◆ PROBLEM ◆
Go through the records below and copy out every line holding "film".

◆ DATASET EXTRACT ◆
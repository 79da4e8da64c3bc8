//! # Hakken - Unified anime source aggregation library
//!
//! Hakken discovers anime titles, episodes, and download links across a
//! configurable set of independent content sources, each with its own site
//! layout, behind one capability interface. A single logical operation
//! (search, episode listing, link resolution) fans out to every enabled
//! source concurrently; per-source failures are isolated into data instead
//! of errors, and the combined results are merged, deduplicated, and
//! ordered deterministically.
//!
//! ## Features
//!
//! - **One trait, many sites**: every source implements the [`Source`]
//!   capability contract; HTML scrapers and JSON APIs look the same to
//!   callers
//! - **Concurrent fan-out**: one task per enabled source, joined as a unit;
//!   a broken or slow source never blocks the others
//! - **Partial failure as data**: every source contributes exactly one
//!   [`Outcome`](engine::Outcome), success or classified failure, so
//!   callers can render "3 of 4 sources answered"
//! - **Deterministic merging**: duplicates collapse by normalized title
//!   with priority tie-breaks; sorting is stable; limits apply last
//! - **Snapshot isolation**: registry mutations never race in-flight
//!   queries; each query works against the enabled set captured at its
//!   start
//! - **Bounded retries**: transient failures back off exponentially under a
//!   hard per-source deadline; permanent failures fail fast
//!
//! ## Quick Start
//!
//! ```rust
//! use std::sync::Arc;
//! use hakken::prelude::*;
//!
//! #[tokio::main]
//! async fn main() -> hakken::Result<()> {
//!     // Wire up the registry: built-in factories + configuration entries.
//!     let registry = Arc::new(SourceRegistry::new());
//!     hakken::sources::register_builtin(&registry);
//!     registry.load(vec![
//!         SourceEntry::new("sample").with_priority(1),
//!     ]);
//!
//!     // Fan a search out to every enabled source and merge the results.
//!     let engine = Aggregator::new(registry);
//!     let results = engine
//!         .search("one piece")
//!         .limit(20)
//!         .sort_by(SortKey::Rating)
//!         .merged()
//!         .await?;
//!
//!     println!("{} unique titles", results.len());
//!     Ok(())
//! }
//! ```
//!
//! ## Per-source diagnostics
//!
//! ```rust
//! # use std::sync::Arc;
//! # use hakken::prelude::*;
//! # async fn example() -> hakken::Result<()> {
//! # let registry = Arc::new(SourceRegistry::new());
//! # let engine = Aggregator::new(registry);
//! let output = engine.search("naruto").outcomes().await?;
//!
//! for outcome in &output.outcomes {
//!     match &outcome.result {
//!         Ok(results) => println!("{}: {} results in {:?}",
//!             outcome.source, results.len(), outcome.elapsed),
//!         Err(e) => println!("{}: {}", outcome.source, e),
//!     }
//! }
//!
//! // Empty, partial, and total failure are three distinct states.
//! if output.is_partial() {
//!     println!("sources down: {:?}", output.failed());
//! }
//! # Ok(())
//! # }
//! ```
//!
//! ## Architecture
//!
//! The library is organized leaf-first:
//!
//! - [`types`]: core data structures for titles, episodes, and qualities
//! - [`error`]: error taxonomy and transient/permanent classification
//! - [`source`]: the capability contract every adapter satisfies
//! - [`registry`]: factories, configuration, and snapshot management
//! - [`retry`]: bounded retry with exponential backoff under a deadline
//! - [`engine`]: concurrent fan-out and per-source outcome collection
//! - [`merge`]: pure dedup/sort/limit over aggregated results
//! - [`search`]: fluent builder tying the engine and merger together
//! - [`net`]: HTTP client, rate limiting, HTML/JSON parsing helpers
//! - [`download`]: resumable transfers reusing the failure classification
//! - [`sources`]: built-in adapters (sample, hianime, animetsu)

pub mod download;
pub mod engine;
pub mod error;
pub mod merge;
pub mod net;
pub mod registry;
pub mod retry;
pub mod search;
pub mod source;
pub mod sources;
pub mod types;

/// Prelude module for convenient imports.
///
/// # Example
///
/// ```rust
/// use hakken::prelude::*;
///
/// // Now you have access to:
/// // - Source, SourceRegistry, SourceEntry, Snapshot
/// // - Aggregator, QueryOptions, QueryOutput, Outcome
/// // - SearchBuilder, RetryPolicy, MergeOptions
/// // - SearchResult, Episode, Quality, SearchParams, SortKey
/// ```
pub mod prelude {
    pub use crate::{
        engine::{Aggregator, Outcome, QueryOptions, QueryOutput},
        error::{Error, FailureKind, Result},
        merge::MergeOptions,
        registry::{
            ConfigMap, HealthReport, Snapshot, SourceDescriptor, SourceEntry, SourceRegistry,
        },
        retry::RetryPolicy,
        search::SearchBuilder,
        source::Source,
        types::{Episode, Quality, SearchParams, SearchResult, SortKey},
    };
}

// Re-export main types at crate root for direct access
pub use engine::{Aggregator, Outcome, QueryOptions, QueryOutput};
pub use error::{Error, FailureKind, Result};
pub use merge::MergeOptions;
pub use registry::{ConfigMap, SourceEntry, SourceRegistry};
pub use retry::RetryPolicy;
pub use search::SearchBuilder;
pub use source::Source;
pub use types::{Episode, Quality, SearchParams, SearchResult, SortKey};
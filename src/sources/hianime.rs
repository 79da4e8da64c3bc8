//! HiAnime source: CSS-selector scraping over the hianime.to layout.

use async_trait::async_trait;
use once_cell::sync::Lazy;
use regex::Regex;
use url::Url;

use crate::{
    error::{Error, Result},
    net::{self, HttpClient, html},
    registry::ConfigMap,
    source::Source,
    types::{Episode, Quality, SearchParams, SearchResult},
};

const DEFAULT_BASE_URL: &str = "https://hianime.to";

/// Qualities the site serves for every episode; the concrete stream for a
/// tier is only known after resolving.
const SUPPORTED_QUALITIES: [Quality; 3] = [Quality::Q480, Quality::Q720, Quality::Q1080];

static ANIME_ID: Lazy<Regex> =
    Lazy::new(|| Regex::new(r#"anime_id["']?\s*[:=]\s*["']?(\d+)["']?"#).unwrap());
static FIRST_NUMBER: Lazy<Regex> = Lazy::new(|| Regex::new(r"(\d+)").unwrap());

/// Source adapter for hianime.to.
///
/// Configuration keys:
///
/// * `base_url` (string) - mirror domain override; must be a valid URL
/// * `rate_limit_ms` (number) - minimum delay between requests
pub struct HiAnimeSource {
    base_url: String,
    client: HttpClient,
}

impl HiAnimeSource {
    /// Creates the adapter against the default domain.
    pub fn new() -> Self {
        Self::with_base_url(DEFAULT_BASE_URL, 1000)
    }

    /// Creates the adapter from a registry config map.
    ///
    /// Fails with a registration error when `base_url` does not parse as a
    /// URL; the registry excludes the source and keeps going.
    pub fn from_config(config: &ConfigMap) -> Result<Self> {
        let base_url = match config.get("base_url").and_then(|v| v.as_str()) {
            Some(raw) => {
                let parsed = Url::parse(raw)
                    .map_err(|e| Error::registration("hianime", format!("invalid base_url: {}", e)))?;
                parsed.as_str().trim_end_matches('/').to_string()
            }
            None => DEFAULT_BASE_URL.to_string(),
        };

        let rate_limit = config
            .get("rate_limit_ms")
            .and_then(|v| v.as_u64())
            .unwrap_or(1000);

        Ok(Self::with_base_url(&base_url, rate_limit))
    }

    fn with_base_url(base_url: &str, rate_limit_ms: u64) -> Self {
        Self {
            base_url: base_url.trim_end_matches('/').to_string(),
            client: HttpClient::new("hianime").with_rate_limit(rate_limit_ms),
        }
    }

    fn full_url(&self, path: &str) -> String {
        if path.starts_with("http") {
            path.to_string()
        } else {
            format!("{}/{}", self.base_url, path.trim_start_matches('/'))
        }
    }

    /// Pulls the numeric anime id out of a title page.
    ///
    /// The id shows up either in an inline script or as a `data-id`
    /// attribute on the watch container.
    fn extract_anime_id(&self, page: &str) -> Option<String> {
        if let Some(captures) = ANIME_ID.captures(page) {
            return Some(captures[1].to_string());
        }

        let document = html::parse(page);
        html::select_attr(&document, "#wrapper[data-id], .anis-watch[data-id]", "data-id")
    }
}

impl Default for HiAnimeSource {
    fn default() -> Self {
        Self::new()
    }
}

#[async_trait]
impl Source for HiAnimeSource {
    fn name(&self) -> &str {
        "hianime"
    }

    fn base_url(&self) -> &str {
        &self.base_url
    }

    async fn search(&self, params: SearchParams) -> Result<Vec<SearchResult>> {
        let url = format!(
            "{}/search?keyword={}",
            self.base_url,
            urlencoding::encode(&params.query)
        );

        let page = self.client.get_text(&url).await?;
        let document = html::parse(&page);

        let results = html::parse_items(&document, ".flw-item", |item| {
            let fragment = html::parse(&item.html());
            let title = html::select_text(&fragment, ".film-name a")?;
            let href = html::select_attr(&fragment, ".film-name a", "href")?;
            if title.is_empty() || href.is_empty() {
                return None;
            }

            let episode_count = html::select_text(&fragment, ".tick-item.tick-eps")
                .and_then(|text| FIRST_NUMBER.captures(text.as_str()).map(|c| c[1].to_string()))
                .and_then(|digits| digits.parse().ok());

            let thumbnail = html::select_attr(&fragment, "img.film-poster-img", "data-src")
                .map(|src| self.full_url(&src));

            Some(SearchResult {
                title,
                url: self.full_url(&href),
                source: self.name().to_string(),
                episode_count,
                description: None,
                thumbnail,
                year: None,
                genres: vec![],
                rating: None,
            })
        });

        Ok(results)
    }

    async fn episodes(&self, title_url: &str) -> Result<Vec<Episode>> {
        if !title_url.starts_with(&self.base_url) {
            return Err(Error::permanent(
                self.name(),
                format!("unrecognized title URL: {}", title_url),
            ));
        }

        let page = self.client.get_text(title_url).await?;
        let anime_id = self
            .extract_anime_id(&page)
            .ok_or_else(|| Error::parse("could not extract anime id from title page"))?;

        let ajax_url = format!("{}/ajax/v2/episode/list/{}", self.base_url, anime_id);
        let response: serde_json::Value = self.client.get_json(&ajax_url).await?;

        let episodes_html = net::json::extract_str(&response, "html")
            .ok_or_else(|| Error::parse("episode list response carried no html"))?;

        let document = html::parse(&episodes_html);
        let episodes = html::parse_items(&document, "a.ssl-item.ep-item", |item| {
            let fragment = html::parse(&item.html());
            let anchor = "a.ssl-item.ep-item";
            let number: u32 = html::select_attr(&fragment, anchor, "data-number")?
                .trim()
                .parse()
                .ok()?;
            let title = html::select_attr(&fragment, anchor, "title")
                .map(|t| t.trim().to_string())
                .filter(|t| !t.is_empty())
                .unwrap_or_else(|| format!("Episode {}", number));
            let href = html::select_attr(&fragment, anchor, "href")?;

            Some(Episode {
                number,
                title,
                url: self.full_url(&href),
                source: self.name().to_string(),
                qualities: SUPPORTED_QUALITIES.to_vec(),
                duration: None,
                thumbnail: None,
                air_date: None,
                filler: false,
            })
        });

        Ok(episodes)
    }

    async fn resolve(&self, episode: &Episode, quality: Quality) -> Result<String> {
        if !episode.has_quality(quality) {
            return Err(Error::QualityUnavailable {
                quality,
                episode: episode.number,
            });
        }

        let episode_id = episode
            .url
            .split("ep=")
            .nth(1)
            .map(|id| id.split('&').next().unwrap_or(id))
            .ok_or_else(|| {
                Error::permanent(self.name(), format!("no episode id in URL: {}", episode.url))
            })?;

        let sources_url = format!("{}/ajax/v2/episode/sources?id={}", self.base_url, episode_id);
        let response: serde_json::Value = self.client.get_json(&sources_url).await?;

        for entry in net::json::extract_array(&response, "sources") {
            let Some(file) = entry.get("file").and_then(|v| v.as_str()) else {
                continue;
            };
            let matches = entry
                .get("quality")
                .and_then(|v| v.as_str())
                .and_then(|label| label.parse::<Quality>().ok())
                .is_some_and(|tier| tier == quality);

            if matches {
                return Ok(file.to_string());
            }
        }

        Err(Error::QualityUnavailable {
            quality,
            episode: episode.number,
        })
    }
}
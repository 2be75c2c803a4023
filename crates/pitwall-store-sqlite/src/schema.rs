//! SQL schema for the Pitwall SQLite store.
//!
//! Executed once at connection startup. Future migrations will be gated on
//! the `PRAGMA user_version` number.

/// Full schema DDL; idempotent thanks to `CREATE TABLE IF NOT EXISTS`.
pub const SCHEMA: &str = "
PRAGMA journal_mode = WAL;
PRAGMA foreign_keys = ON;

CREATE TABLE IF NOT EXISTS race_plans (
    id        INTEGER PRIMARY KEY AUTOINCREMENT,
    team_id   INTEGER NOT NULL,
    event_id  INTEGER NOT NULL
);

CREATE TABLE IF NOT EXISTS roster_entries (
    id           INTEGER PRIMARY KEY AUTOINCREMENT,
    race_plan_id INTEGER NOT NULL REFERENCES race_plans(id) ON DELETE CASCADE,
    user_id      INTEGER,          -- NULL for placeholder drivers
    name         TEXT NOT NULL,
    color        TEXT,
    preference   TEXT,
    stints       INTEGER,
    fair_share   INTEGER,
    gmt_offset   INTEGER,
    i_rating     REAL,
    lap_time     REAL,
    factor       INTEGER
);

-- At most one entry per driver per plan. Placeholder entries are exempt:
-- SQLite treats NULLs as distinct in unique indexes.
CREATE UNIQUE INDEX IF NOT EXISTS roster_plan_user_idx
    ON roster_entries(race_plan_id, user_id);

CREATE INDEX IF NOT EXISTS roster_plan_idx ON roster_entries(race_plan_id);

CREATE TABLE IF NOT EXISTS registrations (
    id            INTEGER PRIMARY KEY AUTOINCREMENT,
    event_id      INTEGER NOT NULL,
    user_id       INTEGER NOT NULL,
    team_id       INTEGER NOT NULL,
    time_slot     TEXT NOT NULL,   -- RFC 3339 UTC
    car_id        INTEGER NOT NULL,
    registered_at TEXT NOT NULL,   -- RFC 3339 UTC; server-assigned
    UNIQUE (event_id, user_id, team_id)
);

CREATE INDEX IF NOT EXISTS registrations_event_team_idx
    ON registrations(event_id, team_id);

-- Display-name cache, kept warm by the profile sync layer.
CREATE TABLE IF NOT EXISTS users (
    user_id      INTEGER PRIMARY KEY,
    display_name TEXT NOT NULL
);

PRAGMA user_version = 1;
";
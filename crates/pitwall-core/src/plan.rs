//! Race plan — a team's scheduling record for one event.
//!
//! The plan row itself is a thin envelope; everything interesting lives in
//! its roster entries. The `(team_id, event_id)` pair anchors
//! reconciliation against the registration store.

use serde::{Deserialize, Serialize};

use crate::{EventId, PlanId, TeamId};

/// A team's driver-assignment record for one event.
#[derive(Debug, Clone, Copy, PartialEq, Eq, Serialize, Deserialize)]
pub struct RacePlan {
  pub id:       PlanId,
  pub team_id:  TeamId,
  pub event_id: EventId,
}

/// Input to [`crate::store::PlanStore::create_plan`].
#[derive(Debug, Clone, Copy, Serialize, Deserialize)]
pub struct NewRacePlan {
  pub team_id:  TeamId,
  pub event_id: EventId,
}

◆ RESULT ◆
            let title = html::select_text(&fragment, ".film-name a")?;
            let href = html::select_attr(&fragment, ".film-name a", "href")?;
            let thumbnail = html::select_attr(&fragment, "img.film-poster-img", "data-src")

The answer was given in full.